GLM-5 is anticipated to be available as an open-weight model under the MIT license, making frontier-level AI accessible to developers and researchers worldwide — potentially disrupting the market in the same way that LLaMA and Mistral have reshaped the open-source AI landscape.

Release Timeline

Zhipu AI completes Hong Kong IPO, raising approximately HKD 4.35 billion to fund next-generation model development.

GLM-5 training nears completion on Huawei Ascend infrastructure. Internal testing and evaluation begin.

GLM-5 official launch anticipated, coinciding with the Lunar New Year period.

API access and potential open-weight release under MIT license expected to follow.

Frequently Asked Questions

What is GLM-5?

GLM-5 is the fifth-generation large language model developed by Zhipu AI, featuring approximately 745 billion parameters in a Mixture of Experts (MoE) architecture with 44 billion active parameters. It is designed for advanced reasoning, coding, creative writing, and agentic intelligence — representing a significant leap over its predecessor GLM-4.5.

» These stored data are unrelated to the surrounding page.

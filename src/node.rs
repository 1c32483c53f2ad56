// Copyright 2025 Lablup Inc. and Jeongkyu Shin
//
// Licensed under the Apache License, Version 2.0 (the "License");
// you may not use this file except in compliance with the License.
// You may obtain a copy of the License at
//
//     http://www.apache.org/licenses/LICENSE-2.0
//
// Unless required by applicable law or agreed to in writing, software
// distributed under the License is distributed on an "AS IS" BASIS,
// WITHOUT WARRANTIES OR CONDITIONS OF ANY KIND, either express or implied.
// See the License for the specific language governing permissions and
// limitations under the License.

use serde::Serialize;
use std::fmt;

use crate::config::ConfigError;
use crate::hostlist::Target;

pub const DEFAULT_SSH_PORT: u16 = 22;

/// Values applied to targets that leave a field blank.
#[derive(Debug, Clone, PartialEq, Eq)]
pub struct NodeDefaults {
    pub username: Option<String>,
    pub port: u16,
}

impl Default for NodeDefaults {
    fn default() -> Self {
        Self {
            username: None,
            port: DEFAULT_SSH_PORT,
        }
    }
}

/// A fully resolved connection target.
#[derive(Debug, Clone, PartialEq, Eq, Serialize)]
pub struct Node {
    pub host: String,
    pub port: u16,
    pub username: String,
    #[serde(skip_serializing_if = "Option::is_none")]
    pub name: Option<String>,
}

impl Node {
    pub fn new(host: String, port: u16, username: String) -> Self {
        Self {
            host,
            port,
            username,
            name: None,
        }
    }

    pub fn with_name(mut self, name: impl Into<String>) -> Self {
        self.name = Some(name.into());
        self
    }

    /// Fill the gaps of a target from the run defaults.
    pub fn resolve(target: &Target, defaults: &NodeDefaults) -> Result<Self, ConfigError> {
        let username = target
            .username
            .clone()
            .or_else(|| defaults.username.clone())
            .ok_or_else(|| ConfigError::MissingUsername {
                host: target.address.clone(),
            })?;

        Ok(Self {
            host: target.address.clone(),
            port: target.port.unwrap_or(defaults.port),
            username,
            name: target.name.clone(),
        })
    }

    /// Resolve every target, failing on the first that cannot be completed.
    pub fn resolve_all(targets: &[Target], defaults: &NodeDefaults) -> Result<Vec<Self>, ConfigError> {
        targets
            .iter()
            .map(|target| Self::resolve(target, defaults))
            .collect()
    }

    /// Short label for status lines: `NAME (host)` when the machine name is
    /// known, else the host.
    pub fn label(&self) -> String {
        match &self.name {
            Some(name) => format!("{} ({})", name, self.host),
            None => self.host.clone(),
        }
    }
}

impl fmt::Display for Node {
    fn fmt(&self, f: &mut fmt::Formatter<'_>) -> fmt::Result {
        match &self.name {
            Some(name) => write!(f, "{} ({}@{}:{})", name, self.username, self.host, self.port),
            None => write!(f, "{}@{}:{}", self.username, self.host, self.port),
        }
    }
}

#[cfg(test)]
mod tests {
    use super::*;

    fn target(address: &str, username: Option<&str>, port: Option<u16>) -> Target {
        Target {
            address: address.to_string(),
            username: username.map(str::to_string),
            port,
            name: None,
        }
    }

    #[test]
    fn test_resolve_applies_defaults() {
        let defaults = NodeDefaults {
            username: Some("ops".to_string()),
            port: 2222,
        };
        let node = Node::resolve(&target("10.0.0.5", None, None), &defaults).unwrap();
        assert_eq!(node.username, "ops");
        assert_eq!(node.port, 2222);
        assert_eq!(node.host, "10.0.0.5");
    }

    #[test]
    fn test_target_fields_win_over_defaults() {
        let defaults = NodeDefaults {
            username: Some("ops".to_string()),
            port: 22,
        };
        let node = Node::resolve(&target("10.0.0.5", Some("root"), Some(2200)), &defaults).unwrap();
        assert_eq!(node.username, "root");
        assert_eq!(node.port, 2200);
    }

    #[test]
    fn test_missing_username_is_config_error() {
        let err = Node::resolve(&target("10.0.0.9", None, None), &NodeDefaults::default())
            .unwrap_err();
        assert_eq!(
            err,
            ConfigError::MissingUsername {
                host: "10.0.0.9".to_string()
            }
        );
    }

    #[test]
    fn test_display() {
        let node = Node::new("10.0.0.5".to_string(), 22, "ops".to_string());
        assert_eq!(node.to_string(), "ops@10.0.0.5:22");
        assert_eq!(node.label(), "10.0.0.5");

        let named = node.with_name("PS1234");
        assert_eq!(named.to_string(), "PS1234 (ops@10.0.0.5:22)");
        assert_eq!(named.label(), "PS1234 (10.0.0.5)");
    }
}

When will GLM-5 be released?

GLM-5 is expected to launch between February 10 and 15, 2026, coinciding with the Lunar New Year period. API access and a potential open-weight release are anticipated to follow in Q1 2026.

Who developed GLM-5?

GLM-5 is developed by Zhipu AI (Z.ai), a leading Chinese AI company that spun out of Tsinghua University in 2019. In January 2026, Zhipu AI completed a Hong Kong IPO raising approximately HKD 4.35 billion, directly funding GLM-5's development.

How does GLM-5 compare to GPT-5?

GLM-5 aims to match or exceed GPT-5 in reasoning and agentic tasks while offering significantly lower pricing and potential open-weight access under an MIT license. Its predecessor GLM-4.5 already competes closely with GPT-5 in coding and reasoning benchmarks, averaging 63.2 across 12 standard evaluations.

Will GLM-5 be open source?

Zhipu AI has a strong history of open-sourcing models — GLM-4.7 is freely available on Hugging Face. GLM-5 is anticipated to be released as an open-weight model under the MIT license, enabling free commercial use, fine-tuning, and community-driven development.

What hardware was used to train GLM-5?

GLM-5 was trained entirely on Huawei Ascend chips using the MindSpore framework, achieving full independence from US-manufactured semiconductor hardware. This represents a milestone in domestic AI infrastructure and demonstrates the viability of China's compute stack at frontier scale.

What are GLM-5's key capabilities?

GLM-5 excels in five core areas: creative writing with stylistic versatility, advanced code generation and debugging, frontier-level multi-step reasoning, agentic intelligence with autonomous planning and tool use, and long-context processing for handling extensive documents and research materials.